Multi-Agent Reinforcement Learning for Assessing False-Data Injection Attacks on Transportation Networks
Taha Eghtesad, Sirui Li, Yevgeniy Vorobeychik, Aron Laszka
TL;DR
The paper addresses false-data injection attacks on transportation networks driven by navigation apps by modeling the attacker as an MDP that perturbs observed edge travel times under a budget. It introduces a Hierarchical Multi-Agent Reinforcement Learning (HMARL) framework with a high-level budget allocator and low-level cooperative agents to identify near-optimal attack strategies at scale, validated on the Sioux Falls, ND network. Empirical results show HMARL attenuates baselines and ablations, achieving 10–50% greater disruption to total travel time depending on budget, demonstrating scalability to graph-scale transport systems. The work highlights defense implications and points to graph-based state representations and ML-driven detection as promising directions for mitigating false-data injection attacks in navigation-enabled transportation networks.
Abstract
The increasing reliance of drivers on navigation applications has made transportation networks more susceptible to data-manipulation attacks by malicious actors. Adversaries may exploit vulnerabilities in the data collection or processing of navigation services to inject false information, and to thus interfere with the drivers' route selection. Such attacks can significantly increase traffic congestions, resulting in substantial waste of time and resources, and may even disrupt essential services that rely on road networks.

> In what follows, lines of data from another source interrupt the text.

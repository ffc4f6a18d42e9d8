use std::collections::HashSet;
use std::env;
use std::fs;
use std::path::{Path, PathBuf};

use secrecy::{ExposeSecret, SecretString};
use serde::{Deserialize, Serialize};
use thiserror::Error;

use crate::domain::account::Credentials;

pub const DEFAULT_CONFIG_FILES: [&str; 2] = ["presence.toml", "config/presence.toml"];

#[derive(Clone, Debug)]
pub struct AppConfig {
    pub slack: SlackApiConfig,
    pub accounts: Vec<AccountConfig>,
    pub logging: LoggingConfig,
}

#[derive(Clone, Debug)]
pub struct SlackApiConfig {
    pub api_base_url: String,
    pub timeout_secs: u64,
}

#[derive(Clone, Debug)]
pub struct AccountConfig {
    pub id: String,
    pub token: SecretString,
    pub name: String,
}

impl AccountConfig {
    pub fn credentials(&self) -> Credentials {
        Credentials::new(self.id.clone(), self.token.expose_secret(), self.name.clone())
    }
}

#[derive(Clone, Debug)]
pub struct LoggingConfig {
    pub level: String,
    pub format: LogFormat,
}

#[derive(Clone, Copy, Debug, PartialEq, Eq, Serialize, Deserialize)]
#[serde(rename_all = "snake_case")]
pub enum LogFormat {
    Compact,
    Pretty,
    Json,
}

#[derive(Clone, Debug, Default)]
pub struct ConfigOverrides {
    pub api_base_url: Option<String>,
    pub timeout_secs: Option<u64>,
    pub log_level: Option<String>,
    pub log_format: Option<LogFormat>,
    pub user_id: Option<String>,
    pub token: Option<String>,
    pub name: Option<String>,
}

#[derive(Clone, Debug, Default)]
pub struct LoadOptions {
    pub config_path: Option<PathBuf>,
    pub require_file: bool,
    pub overrides: ConfigOverrides,
}

#[derive(Debug, Error)]
pub enum ConfigError {
    #[error("could not read config file `{path}`: {source}")]
    ReadFile { path: PathBuf, source: std::io::Error },
    #[error("could not parse config file `{path}`: {source}")]
    ParseFile { path: PathBuf, source: toml::de::Error },
    #[error("required config file was not found: `{0}`")]
    MissingConfigFile(PathBuf),
    #[error("environment variable interpolation failed for `{var}`")]
    MissingEnvInterpolation { var: String },
    #[error("unterminated environment interpolation expression")]
    UnterminatedInterpolation,
    #[error("invalid environment override for `{key}`: `{value}`")]
    InvalidEnvOverride { key: String, value: String },
    #[error("configuration validation failed: {0}")]
    Validation(String),
}

impl Default for AppConfig {
    fn default() -> Self {
        Self {
            slack: SlackApiConfig {
                api_base_url: "https://slack.com/api".to_string(),
                timeout_secs: 10,
            },
            accounts: Vec::new(),
            logging: LoggingConfig { level: "info".to_string(), format: LogFormat::Compact },
        }
    }
}

fn secret_value(value: String) -> SecretString {
    value.into()
}

impl std::str::FromStr for LogFormat {
    type Err = ConfigError;

    fn from_str(value: &str) -> Result<Self, Self::Err> {
        match value.trim().to_ascii_lowercase().as_str() {
            "compact" => Ok(Self::Compact),
            "pretty" => Ok(Self::Pretty),
            "json" => Ok(Self::Json),
            other => Err(ConfigError::Validation(format!(
                "unsupported log format `{other}` (expected compact|pretty|json)"
            ))),
        }
    }
}

impl AppConfig {
    pub fn load(options: LoadOptions) -> Result<Self, ConfigError> {
        let mut config = Self::default();
        let maybe_path = resolve_config_path(options.config_path.as_deref());

        if let Some(path) = maybe_path {
            let patch = read_patch(&path)?;
            config.apply_patch(patch);
        } else if options.require_file {
            let expected =
                options.config_path.unwrap_or_else(|| PathBuf::from(DEFAULT_CONFIG_FILES[0]));
            return Err(ConfigError::MissingConfigFile(expected));
        }

        config.apply_env_overrides()?;
        config.apply_overrides(options.overrides)?;
        config.validate()?;

        Ok(config)
    }

    pub fn credentials(&self) -> Vec<Credentials> {
        self.accounts.iter().map(AccountConfig::credentials).collect()
    }

    fn apply_patch(&mut self, patch: ConfigPatch) {
        if let Some(slack) = patch.slack {
            if let Some(api_base_url) = slack.api_base_url {
                self.slack.api_base_url = api_base_url;
            }
            if let Some(timeout_secs) = slack.timeout_secs {
                self.slack.timeout_secs = timeout_secs;
            }
        }

        for account in patch.accounts {
            let name = account.name.unwrap_or_else(|| account.id.clone());
            self.accounts.push(AccountConfig {
                id: account.id,
                token: secret_value(account.token),
                name,
            });
        }

        if let Some(logging) = patch.logging {
            if let Some(level) = logging.level {
                self.logging.level = level;
            }
            if let Some(format) = logging.format {
                self.logging.format = format;
            }
        }
    }

    fn apply_env_overrides(&mut self) -> Result<(), ConfigError> {
        if let Some(value) = read_env("PRESENCE_API_BASE_URL") {
            self.slack.api_base_url = value;
        }
        if let Some(value) = read_env("PRESENCE_TIMEOUT_SECS") {
            self.slack.timeout_secs = parse_u64("PRESENCE_TIMEOUT_SECS", &value)?;
        }

        self.upsert_account(
            read_env("PRESENCE_USER_ID"),
            read_env("PRESENCE_TOKEN"),
            read_env("PRESENCE_NAME"),
            "PRESENCE_USER_ID and PRESENCE_TOKEN",
        )?;

        let log_level =
            read_env("PRESENCE_LOGGING_LEVEL").or_else(|| read_env("PRESENCE_LOG_LEVEL"));
        if let Some(value) = log_level {
            self.logging.level = value;
        }
        let log_format =
            read_env("PRESENCE_LOGGING_FORMAT").or_else(|| read_env("PRESENCE_LOG_FORMAT"));
        if let Some(value) = log_format {
            self.logging.format = value.parse()?;
        }

        Ok(())
    }

    fn apply_overrides(&mut self, overrides: ConfigOverrides) -> Result<(), ConfigError> {
        if let Some(api_base_url) = overrides.api_base_url {
            self.slack.api_base_url = api_base_url;
        }
        if let Some(timeout_secs) = overrides.timeout_secs {
            self.slack.timeout_secs = timeout_secs;
        }
        if let Some(log_level) = overrides.log_level {
            self.logging.level = log_level;
        }
        if let Some(log_format) = overrides.log_format {
            self.logging.format = log_format;
        }

        self.upsert_account(
            overrides.user_id,
            overrides.token,
            overrides.name,
            "user id and token overrides",
        )
    }

    /// Single-account shortcut: replaces the token (and name, when given) of a
    /// configured account with the same id, or appends a new account.
    fn upsert_account(
        &mut self,
        user_id: Option<String>,
        token: Option<String>,
        name: Option<String>,
        source: &str,
    ) -> Result<(), ConfigError> {
        let (user_id, token) = match (user_id, token) {
            (None, None) => return Ok(()),
            (Some(user_id), Some(token)) => (user_id, token),
            _ => {
                return Err(ConfigError::Validation(format!("{source} must be set together")));
            }
        };

        if let Some(existing) = self.accounts.iter_mut().find(|account| account.id == user_id) {
            existing.token = secret_value(token);
            if let Some(name) = name {
                existing.name = name;
            }
            return Ok(());
        }

        let name = name.unwrap_or_else(|| user_id.clone());
        self.accounts.push(AccountConfig { id: user_id, token: secret_value(token), name });
        Ok(())
    }

    pub fn validate(&self) -> Result<(), ConfigError> {
        validate_slack(&self.slack)?;
        validate_accounts(&self.accounts)?;
        validate_logging(&self.logging)?;
        Ok(())
    }
}

pub fn resolve_config_path(explicit_path: Option<&Path>) -> Option<PathBuf> {
    if let Some(path) = explicit_path {
        return path.exists().then_some(path.to_path_buf());
    }

    DEFAULT_CONFIG_FILES.into_iter().map(PathBuf::from).find(|path| path.exists())
}

fn read_patch(path: &Path) -> Result<ConfigPatch, ConfigError> {
    let raw = fs::read_to_string(path)
        .map_err(|source| ConfigError::ReadFile { path: path.to_path_buf(), source })?;

    let interpolated = interpolate_env_vars(&raw)?;
    toml::from_str::<ConfigPatch>(&interpolated)
        .map_err(|source| ConfigError::ParseFile { path: path.to_path_buf(), source })
}

fn interpolate_env_vars(input: &str) -> Result<String, ConfigError> {
    let mut output = String::with_capacity(input.len());
    let mut chars = input.chars().peekable();

    while let Some(ch) = chars.next() {
        if ch == '$' && matches!(chars.peek(), Some('{')) {
            chars.next();
            let mut key = String::new();

            loop {
                match chars.next() {
                    Some('}') => break,
                    Some(next) => key.push(next),
                    None => return Err(ConfigError::UnterminatedInterpolation),
                }
            }

            let value = env::var(&key)
                .map_err(|_| ConfigError::MissingEnvInterpolation { var: key.clone() })?;
            output.push_str(&value);
            continue;
        }

        output.push(ch);
    }

    Ok(output)
}

fn validate_slack(slack: &SlackApiConfig) -> Result<(), ConfigError> {
    let base_url = slack.api_base_url.trim();
    if !base_url.starts_with("http://") && !base_url.starts_with("https://") {
        return Err(ConfigError::Validation(
            "slack.api_base_url must start with http:// or https://".to_string(),
        ));
    }

    if slack.timeout_secs == 0 || slack.timeout_secs > 300 {
        return Err(ConfigError::Validation(
            "slack.timeout_secs must be in range 1..=300".to_string(),
        ));
    }

    Ok(())
}

fn validate_accounts(accounts: &[AccountConfig]) -> Result<(), ConfigError> {
    if accounts.is_empty() {
        return Err(ConfigError::Validation(
            "at least one account is required. Add an [[accounts]] table with id, token and name, or set PRESENCE_USER_ID and PRESENCE_TOKEN".to_string(),
        ));
    }

    let mut seen = HashSet::new();
    for (index, account) in accounts.iter().enumerate() {
        let id = account.id.trim();
        if id.is_empty() {
            return Err(ConfigError::Validation(format!("accounts[{index}].id is required")));
        }
        if !id.chars().all(|ch| ch.is_ascii_uppercase() || ch.is_ascii_digit()) {
            return Err(ConfigError::Validation(format!(
                "accounts[{index}].id `{id}` must be a Slack user id such as `U012AB3CD`"
            )));
        }
        if !seen.insert(id) {
            return Err(ConfigError::Validation(format!(
                "accounts[{index}].id `{id}` is configured more than once"
            )));
        }

        let token = account.token.expose_secret(); // ubs:ignore
        if token.is_empty() {
            return Err(ConfigError::Validation(format!(
                "accounts[{index}].token is required. Get it from https://api.slack.com/apps > Your App > OAuth & Permissions > User OAuth Token"
            )));
        }

        if account.name.trim().is_empty() {
            return Err(ConfigError::Validation(format!("accounts[{index}].name is empty")));
        }
    }

    Ok(())
}

fn validate_logging(logging: &LoggingConfig) -> Result<(), ConfigError> {
    let level = logging.level.trim().to_ascii_lowercase();
    match level.as_str() {
        "trace" | "debug" | "info" | "warn" | "error" => Ok(()),
        _ => Err(ConfigError::Validation(
            "logging.level must be one of trace|debug|info|warn|error".to_string(),
        )),
    }
}

fn read_env(key: &str) -> Option<String> {
    env::var(key).ok().filter(|value| !value.trim().is_empty())
}

fn parse_u64(key: &str, value: &str) -> Result<u64, ConfigError> {
    value.parse::<u64>().map_err(|_| ConfigError::InvalidEnvOverride {
        key: key.to_string(),
        value: value.to_string(),
    })
}

#[derive(Debug, Default, Deserialize)]
struct ConfigPatch {
    slack: Option<SlackPatch>,
    #[serde(default)]
    accounts: Vec<AccountPatch>,
    logging: Option<LoggingPatch>,
}

#[derive(Debug, Default, Deserialize)]
struct SlackPatch {
    api_base_url: Option<String>,
    timeout_secs: Option<u64>,
}

#[derive(Debug, Deserialize)]
struct AccountPatch {
    id: String,
    token: String,
    name: Option<String>,
}

#[derive(Debug, Default, Deserialize)]
struct LoggingPatch {
    level: Option<String>,
    format: Option<LogFormat>,
}
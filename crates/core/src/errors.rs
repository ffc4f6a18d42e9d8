use thiserror::Error;

#[derive(Clone, Debug, Error, PartialEq, Eq)]
pub enum DomainError {
    #[error("invalid entity id `{0}` (expected `<domain>.<object_id>`)")]
    InvalidEntityId(String),
    #[error("invalid expiration `{0}` (expected an empty string or a datetime)")]
    InvalidExpiration(String),
}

To assess the threat posed by such attacks, we introduce a computational framework to find worst-case data-injection attacks against transportation networks. First, we devise an adversarial model with a threat actor who can manipulate drivers by increasing the travel times that they perceive on certain roads. Then, we employ hierarchical multi-agent reinforcement learning to find an approximate optimal adversarial strategy for data manipulation. We demonstrate the applicability of our approach through simulating attacks on the Sioux Falls, ND network topology.